A spear tackle is an illegal tackle in rugby union, rugby league and Australian rules football in which a player lifts another player into the air and drops them so that they land on their back, head or neck. Spear tackles have caused serious injury including spinal damage, dislocations, broken bones in the shoulder or neck, and death. Due to the dangers, players executing a spear tackle in these sports are punished severely.

==Rugby union==
The term "spear tackle" has been in use since at least 1995. World Rugby (previously called the IRB) has ruled that a dangerous tackle of this type, sometimes also called a 'tip tackle', should be punished with a straight red card. An IRB memorandum on dangerous tackles from 8 June 2009 states: "At a subsequent IRB High Performance Referee Seminar at Lensbury referees were advised that for these types of tackles they were to start at red card as a sanction and work backwards."

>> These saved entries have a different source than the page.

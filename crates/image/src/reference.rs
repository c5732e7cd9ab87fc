//! Pinned image references: `[registry/]repository:tag[@sha256:digest]`.

use crate::digest::Digest;
use std::fmt;
use std::path::PathBuf;
use std::str::FromStr;
use thiserror::Error;

const FLOATING_TAG: &str = "latest";

#[derive(Debug, Error, PartialEq, Eq)]
pub enum ReferenceError {
    #[error("image reference is empty")]
    Empty,

    #[error("image reference '{0}' has no tag; a pinned version tag is required")]
    MissingTag(String),

    #[error("image reference '{0}' uses the floating 'latest' tag; pin an exact version")]
    FloatingTag(String),

    #[error("image reference '{reference}' is invalid: {reason}")]
    Invalid { reference: String, reason: String },
}

#[derive(Debug, Clone, PartialEq, Eq, Hash)]
pub struct ImageRef {
    registry: Option<String>,
    repository: String,
    tag: String,
    digest: Option<Digest>,
}

impl ImageRef {
    pub fn parse(raw: &str) -> Result<Self, ReferenceError> {
        let raw = raw.trim();
        if raw.is_empty() {
            return Err(ReferenceError::Empty);
        }

        let (name_tag, digest) = match raw.split_once('@') {
            Some((name_tag, digest)) => {
                let digest = Digest::parse(digest).map_err(|e| ReferenceError::Invalid {
                    reference: raw.to_string(),
                    reason: e.to_string(),
                })?;
                (name_tag, Some(digest))
            }
            None => (raw, None),
        };

        let last_slash = name_tag.rfind('/').map(|i| i + 1).unwrap_or(0);
        let (name, tag) = match name_tag[last_slash..].rfind(':') {
            Some(colon) => {
                let split = last_slash + colon;
                (&name_tag[..split], &name_tag[split + 1..])
            }
            None => return Err(ReferenceError::MissingTag(raw.to_string())),
        };

        if tag.is_empty() {
            return Err(ReferenceError::MissingTag(raw.to_string()));
        }
        if tag == FLOATING_TAG {
            return Err(ReferenceError::FloatingTag(raw.to_string()));
        }
        if !tag
            .chars()
            .all(|c| c.is_ascii_alphanumeric() || matches!(c, '.' | '_' | '-'))
        {
            return Err(ReferenceError::Invalid {
                reference: raw.to_string(),
                reason: format!("invalid tag '{}'", tag),
            });
        }

        let (registry, repository) = match name.split_once('/') {
            Some((first, rest))
                if first.contains('.') || first.contains(':') || first == "localhost" =>
            {
                (Some(first.to_string()), rest.to_string())
            }
            _ => (None, name.to_string()),
        };

        if let Some(host) = &registry {
            if host.starts_with('.') || host.contains("..") {
                return Err(ReferenceError::Invalid {
                    reference: raw.to_string(),
                    reason: format!("invalid registry '{}'", host),
                });
            }
        }

        if !repository.split('/').all(valid_path_component) {
            return Err(ReferenceError::Invalid {
                reference: raw.to_string(),
                reason: format!("invalid repository '{}'", repository),
            });
        }

        Ok(Self {
            registry,
            repository,
            tag: tag.to_string(),
            digest,
        })
    }

    pub fn registry(&self) -> Option<&str> {
        self.registry.as_deref()
    }

    pub fn repository(&self) -> &str {
        &self.repository
    }

    pub fn tag(&self) -> &str {
        &self.tag
    }

    pub fn digest(&self) -> Option<&Digest> {
        self.digest.as_ref()
    }

    /// `[registry/]repository`
    pub fn name(&self) -> String {
        match &self.registry {
            Some(registry) => format!("{}/{}", registry, self.repository),
            None => self.repository.clone(),
        }
    }

    /// `[registry/]repository:tag`, without the digest.
    pub fn tagged(&self) -> String {
        format!("{}:{}", self.name(), self.tag)
    }

    /// Relative directory of this reference inside a local image store.
    pub fn store_path(&self) -> PathBuf {
        let mut path = PathBuf::new();
        if let Some(registry) = &self.registry {
            path.push(registry.replace(':', "_"));
        }
        for part in self.repository.split('/') {
            path.push(part);
        }
        path.push(&self.tag);
        path
    }
}

impl fmt::Display for ImageRef {
    fn fmt(&self, f: &mut fmt::Formatter<'_>) -> fmt::Result {
        write!(f, "{}", self.tagged())?;
        if let Some(digest) = &self.digest {
            write!(f, "@{}", digest)?;
        }
        Ok(())
    }
}

impl FromStr for ImageRef {
    type Err = ReferenceError;

    fn from_str(s: &str) -> Result<Self, Self::Err> {
        Self::parse(s)
    }
}

/// A repository path component: lowercase alphanumerics, separators inside.
/// Rules out empty, `.` and `..` components.
fn valid_path_component(component: &str) -> bool {
    let alnum = |c: char| c.is_ascii_lowercase() || c.is_ascii_digit();
    component.starts_with(alnum)
        && component.ends_with(alnum)
        && component
            .chars()
            .all(|c| alnum(c) || matches!(c, '.' | '_' | '-'))
}
//! Typed startup configuration for the launched application process.

use std::env;
use thiserror::Error;

pub const PORT_ENV: &str = "PORT";
pub const DEFAULT_PORT: u16 = 8002;

#[derive(Debug, Error, PartialEq, Eq)]
pub enum StartupError {
    #[error("{key} must be an integer between 1 and 65535, got '{value}'")]
    InvalidPort { key: String, value: String },
}

/// Values the hosting environment may override at container start.
///
/// Populated once at the process boundary and passed around by value; nothing
/// downstream reads the environment directly.
#[derive(Debug, Clone, Copy, PartialEq, Eq)]
pub struct StartupConfig {
    pub port: u16,
}

impl Default for StartupConfig {
    fn default() -> Self {
        Self { port: DEFAULT_PORT }
    }
}

impl StartupConfig {
    pub fn from_env() -> Result<Self, StartupError> {
        Self::from_lookup(|key| env::var(key).ok())
    }

    /// Build from an arbitrary key lookup, falling back to `default_port`.
    pub fn from_lookup_with_default<F>(lookup: F, default_port: u16) -> Result<Self, StartupError>
    where
        F: Fn(&str) -> Option<String>,
    {
        let port = match lookup(PORT_ENV) {
            None => default_port,
            Some(raw) if raw.trim().is_empty() => default_port,
            Some(raw) => match raw.trim().parse::<u16>() {
                Ok(0) | Err(_) => {
                    return Err(StartupError::InvalidPort {
                        key: PORT_ENV.to_string(),
                        value: raw,
                    })
                }
                Ok(port) => port,
            },
        };

        Ok(Self { port })
    }

    pub fn from_lookup<F>(lookup: F) -> Result<Self, StartupError>
    where
        F: Fn(&str) -> Option<String>,
    {
        Self::from_lookup_with_default(lookup, DEFAULT_PORT)
    }

    pub fn env_pairs(&self) -> Vec<(String, String)> {
        vec![(PORT_ENV.to_string(), self.port.to_string())]
    }
}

The IRB amended the law (Law 10.4(j)), in December 2010. In the previous version of the law, the tackled player's head or shoulders had to hit the ground first for a referee to penalise them. The revised law removes the possibility of a spearing tackle not being penalised if the tackled player breaks their fall with their arms.

==Rugby league==
The National Rugby League (NRL) competition in Australia awards a penalty for players being lifted beyond the horizontal. A spear tackle where their body is in a vertical position, with their head facing the ground usually results in a send-off. It is often termed a "dangerous throw". Generally, these tackles are also put "on report" meaning that in the coming week the judiciary is forced to review the incident and pursue the matter further if deemed appropriate, although particularly bad examples may be punished by sending the player off, reducing his team to one less player on the field. This term is used throughout the northern and southern hemispheres.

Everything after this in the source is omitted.